Dall’Asia agli Usa: la globalizzazione dell’inquinamento?

Pubblicato il da Cronache Lodigiane

Negli ultimi anni, numerosi episodi di inverni particolarmente rigidi sono stati registrati nelle città costiere orientali degli Stati Uniti. New York e Washington non hanno fatto eccezione. Una delle cause di tali fenomeni potrebbe essere legata ai tassi di inquinamento atmosferico presenti in Asia.

L’ipotesi è allo studio di due ricercatori del Jet Propulsion Laboratory della Nasa, secondo quanto riportato sul sito di NPR: il fisico Jonathan Jiang ha spiegato che le polveri sottili si mescolano alle tempeste al di sopra dell’Oceano Pacifico. Ciò «nutre» le nuvole, che si ingrossano e provocano precipitazioni più frequenti, modificando il clima e provocando conseguenze anche sulle coste nord-americane.

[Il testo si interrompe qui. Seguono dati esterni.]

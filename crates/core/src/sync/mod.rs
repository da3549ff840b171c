//! Caller-facing error taxonomy and introspection of the synchronization engine.

mod error;
mod http_mapping;
mod stats;

pub use error::{Result, SyncError};
pub use http_mapping::{retry_after_seconds, sync_error_to_status_code};
pub use stats::CacheStats;
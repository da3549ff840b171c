use chrono::{DateTime, Utc};
use serde::{Deserialize, Serialize};

use crate::cache::StoreSnapshot;
use crate::freshness::{age, Freshness, FreshnessPolicy};

/// Read-only cache introspection for administrators.
#[derive(Debug, Clone, Default, PartialEq, Eq, Serialize, Deserialize)]
pub struct CacheStats {
    pub bill_entries: usize,
    pub summary_entries: usize,
    pub fresh_bills: usize,
    pub stale_bills: usize,
    /// Age of the oldest cached bill; `None` when the cache is empty.
    pub oldest_entry_age_seconds: Option<u64>,
    pub in_flight_bill_fetches: usize,
    pub in_flight_summary_fetches: usize,
    pub not_found_entries: usize,
}

impl CacheStats {
    /// Computes the store-derived fields. In-flight and negative-cache counts
    /// are left at zero for the engine to fill in.
    pub fn from_snapshot(
        snapshot: &StoreSnapshot,
        policy: &FreshnessPolicy,
        now: DateTime<Utc>,
    ) -> Self {
        let fresh_bills = snapshot
            .bill_fetched_at
            .iter()
            .filter(|fetched_at| policy.bill(Some(**fetched_at), now) == Freshness::ServeCached)
            .count();

        let oldest_entry_age_seconds = snapshot
            .bill_fetched_at
            .iter()
            .min()
            .map(|oldest| age(*oldest, now).as_secs());

        Self {
            bill_entries: snapshot.bill_fetched_at.len(),
            summary_entries: snapshot.summary_entries,
            fresh_bills,
            stale_bills: snapshot.bill_fetched_at.len() - fresh_bills,
            oldest_entry_age_seconds,
            ..Self::default()
        }
    }
}
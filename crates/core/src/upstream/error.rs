use thiserror::Error;

/// Failure of a single legislative API call.
#[derive(Debug, Error, Clone, PartialEq, Eq)]
pub enum UpstreamError {
    #[error("Bill not found upstream")]
    NotFound,
    #[error("Upstream rate limit exceeded")]
    RateLimited,
    #[error("Upstream unavailable: {0}")]
    Unavailable(String),
    /// The client cannot make the call at all, e.g. a missing API key.
    #[error("Upstream client not configured: {0}")]
    NotConfigured(String),
}

impl UpstreamError {
    /// Transient failures are worth retrying; `NotFound` and `NotConfigured`
    /// are not.
    pub fn is_transient(&self) -> bool {
        matches!(self, UpstreamError::RateLimited | UpstreamError::Unavailable(_))
    }
}

/// Failure of a single summarization call.
#[derive(Debug, Error, Clone, PartialEq, Eq)]
pub enum SummaryError {
    #[error("Summary model unavailable: {0}")]
    ModelUnavailable(String),
    #[error("Invalid summary input: {0}")]
    InvalidInput(String),
    #[error("Summary model not configured: {0}")]
    NotConfigured(String),
}

impl SummaryError {
    pub fn is_transient(&self) -> bool {
        matches!(self, SummaryError::ModelUnavailable(_))
    }
}

/// Result type for upstream bill fetches.
pub type Result<T> = std::result::Result<T, UpstreamError>;
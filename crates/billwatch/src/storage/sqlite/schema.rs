//! SQLite schema definitions and SQL query constants.

/// SQL statement to create all tables.
pub const CREATE_TABLES: &str = r#"
-- One row per bill; record holds the JSON-encoded BillRecord
CREATE TABLE IF NOT EXISTS bills (
    id TEXT PRIMARY KEY,
    source_hash TEXT NOT NULL,
    fetched_at TEXT NOT NULL,
    record TEXT NOT NULL
);

-- At most one summary per bill, tagged with the content hash it was generated from
CREATE TABLE IF NOT EXISTS summaries (
    bill_id TEXT PRIMARY KEY,
    source_hash TEXT NOT NULL,
    generated_at TEXT NOT NULL,
    record TEXT NOT NULL
);

CREATE INDEX IF NOT EXISTS idx_bills_fetched_at ON bills(fetched_at);
"#;

// Bill queries
pub const UPSERT_BILL: &str = r#"
INSERT INTO bills (id, source_hash, fetched_at, record)
VALUES (?1, ?2, ?3, ?4)
ON CONFLICT(id) DO UPDATE SET
    source_hash = excluded.source_hash,
    fetched_at = excluded.fetched_at,
    record = excluded.record
"#;

pub const SELECT_BILL_BY_ID: &str = r#"
SELECT record
FROM bills
WHERE id = ?1
"#;

pub const SELECT_BILL_STAMPS: &str = r#"
SELECT id, fetched_at
FROM bills
"#;

pub const DELETE_BILL: &str = r#"
DELETE FROM bills
WHERE id = ?1
"#;

// Summary queries
pub const UPSERT_SUMMARY: &str = r#"
INSERT INTO summaries (bill_id, source_hash, generated_at, record)
VALUES (?1, ?2, ?3, ?4)
ON CONFLICT(bill_id) DO UPDATE SET
    source_hash = excluded.source_hash,
    generated_at = excluded.generated_at,
    record = excluded.record
"#;

pub const SELECT_SUMMARY_BY_HASH: &str = r#"
SELECT record
FROM summaries
WHERE bill_id = ?1 AND source_hash = ?2
"#;

pub const SELECT_SUMMARY_STAMPS: &str = r#"
SELECT bill_id, generated_at
FROM summaries
"#;

pub const DELETE_SUMMARY: &str = r#"
DELETE FROM summaries
WHERE bill_id = ?1
"#;

pub const COUNT_SUMMARIES: &str = r#"
SELECT COUNT(*)
FROM summaries
"#;
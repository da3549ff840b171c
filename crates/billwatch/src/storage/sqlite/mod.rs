//! SQLite store backend.
//!
//! Records are stored as JSON next to the columns the store filters on
//! (`source_hash`, timestamps). Uses `rusqlite` through `tokio-rusqlite` so
//! blocking calls stay off the async runtime.

mod error;
mod repository;
mod schema;

pub use repository::SqliteStore;
//! The synchronization engine.
//!
//! Serves bills and summaries from the Cache Store while they are fresh and
//! goes upstream otherwise, with at most one outstanding upstream fetch per
//! bill id (and per bill version for summaries). Fetches run in detached
//! tasks, so a caller that gives up never cancels work other callers are
//! waiting on.

use std::sync::Arc;
use std::time::Duration;

use billwatch_core::bill::{
    parse_bill_payload, BillId, BillRecord, BillView, SourceHash, SummaryRecord,
};
use billwatch_core::cache::{BillStore, CacheError, InvalidationReport, InvalidationRequest};
use billwatch_core::clock::{Clock, SystemClock};
use billwatch_core::freshness::FreshnessPolicy;
use billwatch_core::retry::RetryPolicy;
use billwatch_core::sync::{CacheStats, Result, SyncError};
use billwatch_core::upstream::{BillSource, SummaryError, Summarizer};

use super::not_found::NotFoundCache;
use super::retry::call_with_retry;
use super::ticket::{Ticket, TicketTable};

/// Tunables the engine owns.
#[derive(Debug, Clone, PartialEq)]
pub struct EngineSettings {
    pub freshness: FreshnessPolicy,
    pub retry: RetryPolicy,
    /// Bound on every single upstream attempt.
    pub upstream_timeout: Duration,
    /// How long a bill is kept after it was fetched. Past the bill TTL a
    /// record is still the stale fallback for failed refreshes, so this is
    /// never shorter than the TTL.
    pub retention: Duration,
}

impl Default for EngineSettings {
    fn default() -> Self {
        Self {
            freshness: FreshnessPolicy::default(),
            retry: RetryPolicy::default(),
            upstream_timeout: Duration::from_secs(30),
            retention: Duration::from_secs(30 * 24 * 60 * 60),
        }
    }
}

/// Why a summary ticket resolved without a summary.
#[derive(Debug, Clone)]
enum SummaryFailure {
    Model(SummaryError),
    Store(CacheError),
}

type SummaryKey = (BillId, SourceHash);

/// Cache-fronted access to bills and their summaries.
///
/// Cheap to clone; clones share the store, the ticket tables and the
/// negative cache.
#[derive(Clone)]
pub struct SyncEngine {
    store: Arc<dyn BillStore>,
    source: Arc<dyn BillSource>,
    summarizer: Arc<dyn Summarizer>,
    clock: Arc<dyn Clock>,
    settings: Arc<EngineSettings>,
    bill_tickets: TicketTable<BillId, Result<BillRecord>>,
    summary_tickets: TicketTable<SummaryKey, std::result::Result<SummaryRecord, SummaryFailure>>,
    not_found: NotFoundCache,
}

impl SyncEngine {
    pub fn new(
        store: Arc<dyn BillStore>,
        source: Arc<dyn BillSource>,
        summarizer: Arc<dyn Summarizer>,
        settings: EngineSettings,
    ) -> Self {
        Self {
            store,
            source,
            summarizer,
            clock: Arc::new(SystemClock),
            settings: Arc::new(settings),
            bill_tickets: TicketTable::new(),
            summary_tickets: TicketTable::new(),
            not_found: NotFoundCache::new(),
        }
    }

    #[cfg(test)]
    pub fn with_clock(mut self, clock: Arc<dyn Clock>) -> Self {
        self.clock = clock;
        self
    }

    /// Parses `raw` as a bill id and looks the bill up.
    pub async fn lookup(&self, raw: &str, want_summary: bool) -> Result<BillView> {
        let id = BillId::parse(raw)?;
        self.get_bill(&id, want_summary).await
    }

    /// Returns the bill, and its summary when `want_summary` is set.
    ///
    /// A failed summary never fails the call; it is reported through
    /// [`BillView::summary_unavailable`].
    pub async fn get_bill(&self, id: &BillId, want_summary: bool) -> Result<BillView> {
        let (bill, stale) = self.resolve_bill(id).await?;

        if !want_summary {
            return Ok(BillView {
                stale,
                ..BillView::bill_only(bill)
            });
        }

        let (summary, summary_unavailable) = self.resolve_summary(&bill).await?;
        Ok(BillView {
            bill,
            summary,
            summary_unavailable,
            stale,
        })
    }

    /// Drops the records `request` matches, along with matching not-found
    /// entries. In-flight fetches are left to complete.
    pub async fn invalidate(&self, request: &InvalidationRequest) -> Result<InvalidationReport> {
        let now = self.clock.now();
        let mut report = self.store.sweep(request, now).await?;
        report.not_found_cleared = self.not_found.clear_matching(&request.scope, now);

        tracing::info!(
            scope = ?request.scope,
            include_summaries = request.include_summaries,
            bills_removed = report.bills_removed,
            summaries_removed = report.summaries_removed,
            not_found_cleared = report.not_found_cleared,
            "Cache invalidated"
        );
        Ok(report)
    }

    /// Removes bills older than the retention period.
    pub async fn sweep_expired(&self) -> Result<InvalidationReport> {
        let retention = self.settings.retention.max(self.settings.freshness.bill_ttl);
        self.invalidate(&InvalidationRequest::expired(retention.as_secs())).await
    }

    pub async fn stats(&self) -> Result<CacheStats> {
        let now = self.clock.now();
        let policy = &self.settings.freshness;
        let snapshot = self.store.snapshot().await?;

        Ok(CacheStats {
            in_flight_bill_fetches: self.bill_tickets.len(),
            in_flight_summary_fetches: self.summary_tickets.len(),
            not_found_entries: self.not_found.live_count(policy, now),
            ..CacheStats::from_snapshot(&snapshot, policy, now)
        })
    }

    /// Returns the bill and whether it is a stale fallback.
    async fn resolve_bill(&self, id: &BillId) -> Result<(BillRecord, bool)> {
        let now = self.clock.now();
        let cached = self.store.get_bill(id).await?;
        let freshness = self
            .settings
            .freshness
            .bill(cached.as_ref().map(|bill| bill.fetched_at), now);

        if !freshness.needs_fetch() {
            if let Some(bill) = &cached {
                tracing::trace!(bill_id = %id, "Cache hit for bill");
                return Ok((bill.clone(), false));
            }
        }

        if self.not_found.contains(id, &self.settings.freshness, now) {
            tracing::trace!(bill_id = %id, "Bill remembered as not found");
            return Err(SyncError::UpstreamNotFound { id: id.clone() });
        }

        tracing::trace!(bill_id = %id, ?freshness, "Cache miss for bill");
        match self.fetch_bill(id).await {
            Ok(bill) => Ok((bill, false)),
            Err(err) if err.is_transient() => match cached {
                Some(bill) => {
                    tracing::warn!(
                        bill_id = %id,
                        error = %err,
                        fetched_at = %bill.fetched_at,
                        "Refresh failed, serving stale bill"
                    );
                    Ok((bill, true))
                }
                None => Err(err),
            },
            Err(err) => Err(err),
        }
    }

    /// Joins or starts the single fetch for `id` and waits for its outcome.
    async fn fetch_bill(&self, id: &BillId) -> Result<BillRecord> {
        let waiter = match self.bill_tickets.join(id.clone()) {
            Ticket::Waiter(waiter) => {
                tracing::trace!(bill_id = %id, "Attached to in-flight bill fetch");
                waiter
            }
            Ticket::Owner(owner) => {
                let waiter = owner.waiter();
                let engine = self.clone();
                let id = id.clone();
                tokio::spawn(async move {
                    let outcome = engine.refresh_bill(&id).await;
                    owner.resolve(outcome);
                });
                waiter
            }
        };

        waiter.outcome().await.map_err(|_| {
            SyncError::UpstreamUnavailable("bill fetch was abandoned".to_string())
        })?
    }

    /// Ticket owner's work: fetch, parse, store.
    async fn refresh_bill(&self, id: &BillId) -> Result<BillRecord> {
        // A ticket that resolved just before ours may already have stored a
        // fresh copy.
        if let Some(bill) = self.store.get_bill(id).await? {
            let freshness = self
                .settings
                .freshness
                .bill(Some(bill.fetched_at), self.clock.now());
            if !freshness.needs_fetch() {
                return Ok(bill);
            }
        }

        let fetched = call_with_retry(
            &self.settings.retry,
            self.settings.upstream_timeout,
            "fetch_bill",
            || self.source.fetch_bill(id),
        )
        .await;

        let payload = match fetched {
            Ok(payload) => payload,
            Err(err) => {
                let err = SyncError::from_upstream(id, err);
                if let SyncError::UpstreamNotFound { .. } = err {
                    tracing::debug!(bill_id = %id, "Bill not found upstream");
                    self.not_found.record(id, self.clock.now());
                } else {
                    tracing::error!(bill_id = %id, error = %err, "Bill fetch failed");
                }
                return Err(err);
            }
        };

        let bill = parse_bill_payload(id, &payload, self.clock.now())
            .map_err(|err| SyncError::UpstreamUnavailable(err.to_string()))?;

        if let Err(err) = self.store.put_bill(&bill).await {
            tracing::error!(bill_id = %id, error = %err, "Failed to store bill");
            return Err(err.into());
        }
        self.not_found.forget(id);

        tracing::debug!(bill_id = %id, source_hash = %bill.source_hash, "Bill fetched");
        Ok(bill)
    }

    /// Returns the summary for this bill version and whether it is unavailable.
    async fn resolve_summary(&self, bill: &BillRecord) -> Result<(Option<SummaryRecord>, bool)> {
        let cached = self
            .store
            .get_summary(&bill.id, &bill.source_hash)
            .await?
            .filter(|summary| summary.matches(bill));

        if let Some(summary) = &cached {
            let freshness = self
                .settings
                .freshness
                .summary(Some(summary.generated_at), self.clock.now());
            if !freshness.needs_fetch() {
                tracing::trace!(bill_id = %bill.id, "Cache hit for summary");
                return Ok((Some(summary.clone()), false));
            }
        }

        match self.fetch_summary(bill).await {
            Ok(summary) => Ok((Some(summary), false)),
            Err(SummaryFailure::Store(err)) => Err(err.into()),
            Err(SummaryFailure::Model(err)) => match cached {
                Some(expired) => {
                    tracing::warn!(
                        bill_id = %bill.id,
                        error = %err,
                        "Summary generation failed, serving expired summary"
                    );
                    Ok((Some(expired), false))
                }
                None => {
                    tracing::warn!(bill_id = %bill.id, error = %err, "Summary generation failed");
                    Ok((None, true))
                }
            },
        }
    }

    async fn fetch_summary(
        &self,
        bill: &BillRecord,
    ) -> std::result::Result<SummaryRecord, SummaryFailure> {
        let key = (bill.id.clone(), bill.source_hash.clone());
        let waiter = match self.summary_tickets.join(key) {
            Ticket::Waiter(waiter) => {
                tracing::trace!(bill_id = %bill.id, "Attached to in-flight summary");
                waiter
            }
            Ticket::Owner(owner) => {
                let waiter = owner.waiter();
                let engine = self.clone();
                let bill = bill.clone();
                tokio::spawn(async move {
                    let outcome = engine.refresh_summary(&bill).await;
                    owner.resolve(outcome);
                });
                waiter
            }
        };

        waiter.outcome().await.map_err(|_| {
            SummaryFailure::Model(SummaryError::ModelUnavailable(
                "summary generation was abandoned".to_string(),
            ))
        })?
    }

    async fn refresh_summary(
        &self,
        bill: &BillRecord,
    ) -> std::result::Result<SummaryRecord, SummaryFailure> {
        let existing = self
            .store
            .get_summary(&bill.id, &bill.source_hash)
            .await
            .map_err(SummaryFailure::Store)?;
        if let Some(summary) = existing.filter(|summary| summary.matches(bill)) {
            let freshness = self
                .settings
                .freshness
                .summary(Some(summary.generated_at), self.clock.now());
            if !freshness.needs_fetch() {
                return Ok(summary);
            }
        }

        let request = bill.summary_request();
        let generated = call_with_retry(
            &self.settings.retry,
            self.settings.upstream_timeout,
            "summarize",
            || self.summarizer.summarize(&request),
        )
        .await
        .map_err(SummaryFailure::Model)?;

        let summary = SummaryRecord::for_bill(bill, generated, self.clock.now());

        // Only cache it while it still describes the stored bill version.
        let current = self
            .store
            .get_bill(&bill.id)
            .await
            .map_err(SummaryFailure::Store)?;
        if current.is_none_or(|current| current.source_hash == bill.source_hash) {
            self.store
                .put_summary(&summary)
                .await
                .map_err(SummaryFailure::Store)?;
        } else {
            tracing::debug!(bill_id = %bill.id, "Bill changed during summarization, not caching");
        }

        tracing::debug!(bill_id = %bill.id, model = %summary.model, "Summary generated");
        Ok(summary)
    }
}
//! Pure mapping from engine errors to HTTP responses.

use super::SyncError;

/// Maps a [`SyncError`] to an HTTP status code.
///
/// - `InvalidBillId` -> 400 (Bad Request)
/// - `UpstreamNotFound` -> 404 (Not Found)
/// - `UpstreamRateLimited` -> 429 (Too Many Requests)
/// - `UpstreamUnavailable` -> 503 (Service Unavailable)
/// - `CacheStore` -> 500 (Internal Server Error)
///
/// # Examples
///
/// ```
/// use billwatch_core::sync::{sync_error_to_status_code, SyncError};
///
/// assert_eq!(sync_error_to_status_code(&SyncError::UpstreamRateLimited), 429);
/// ```
pub fn sync_error_to_status_code(error: &SyncError) -> u16 {
    match error {
        SyncError::InvalidBillId(_) => 400,
        SyncError::UpstreamNotFound { .. } => 404,
        SyncError::UpstreamRateLimited => 429,
        SyncError::UpstreamUnavailable(_) => 503,
        SyncError::CacheStore(_) => 500,
    }
}

/// Seconds a client should wait before retrying, for transient failures.
pub fn retry_after_seconds(error: &SyncError) -> Option<u64> {
    match error {
        SyncError::UpstreamRateLimited => Some(60),
        SyncError::UpstreamUnavailable(_) => Some(30),
        _ => None,
    }
}

#[cfg(test)]
mod tests {
    use super::*;
    use crate::bill::{BillId, BillIdError};
    use crate::cache::CacheError;

    #[test]
    fn test_invalid_bill_id_maps_to_400() {
        let error = SyncError::InvalidBillId(BillIdError::TooLong);
        assert_eq!(sync_error_to_status_code(&error), 400);
    }

    #[test]
    fn test_not_found_maps_to_404() {
        let error = SyncError::UpstreamNotFound {
            id: BillId::parse("SB-1").unwrap(),
        };
        assert_eq!(sync_error_to_status_code(&error), 404);
        assert_eq!(retry_after_seconds(&error), None);
    }

    #[test]
    fn test_transient_errors_carry_retry_after() {
        let limited = SyncError::UpstreamRateLimited;
        let down = SyncError::UpstreamUnavailable("timeout".to_string());

        assert_eq!(sync_error_to_status_code(&limited), 429);
        assert_eq!(sync_error_to_status_code(&down), 503);
        assert_eq!(retry_after_seconds(&limited), Some(60));
        assert_eq!(retry_after_seconds(&down), Some(30));
    }

    #[test]
    fn test_cache_store_maps_to_500() {
        let error = SyncError::CacheStore(CacheError::ConnectionFailed("closed".to_string()));
        assert_eq!(sync_error_to_status_code(&error), 500);
    }
}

Le polveri concedono infatti al vapore acque la materia necessaria per condensarsi.

Le analisi sono in atto, hanno sottolineato i ricercatori, ed ulteriori verifiche devono essere effettuate per stabilire con certezza il rapporto di causa-effetto tra l’inquinamento asiatico e il clima statunitense. Intanto, sul sito della Nasa è stata pubblicata un’animazione che mostra la traiettoria sul globo terrestre delle polveri sottili naturali, provenienti da oceani e deserti, assieme a quelle originate dall’attività umana. Da essa, appare evidente che le particelle interagiscono con le nuvole che si trovano sopra gli oceani.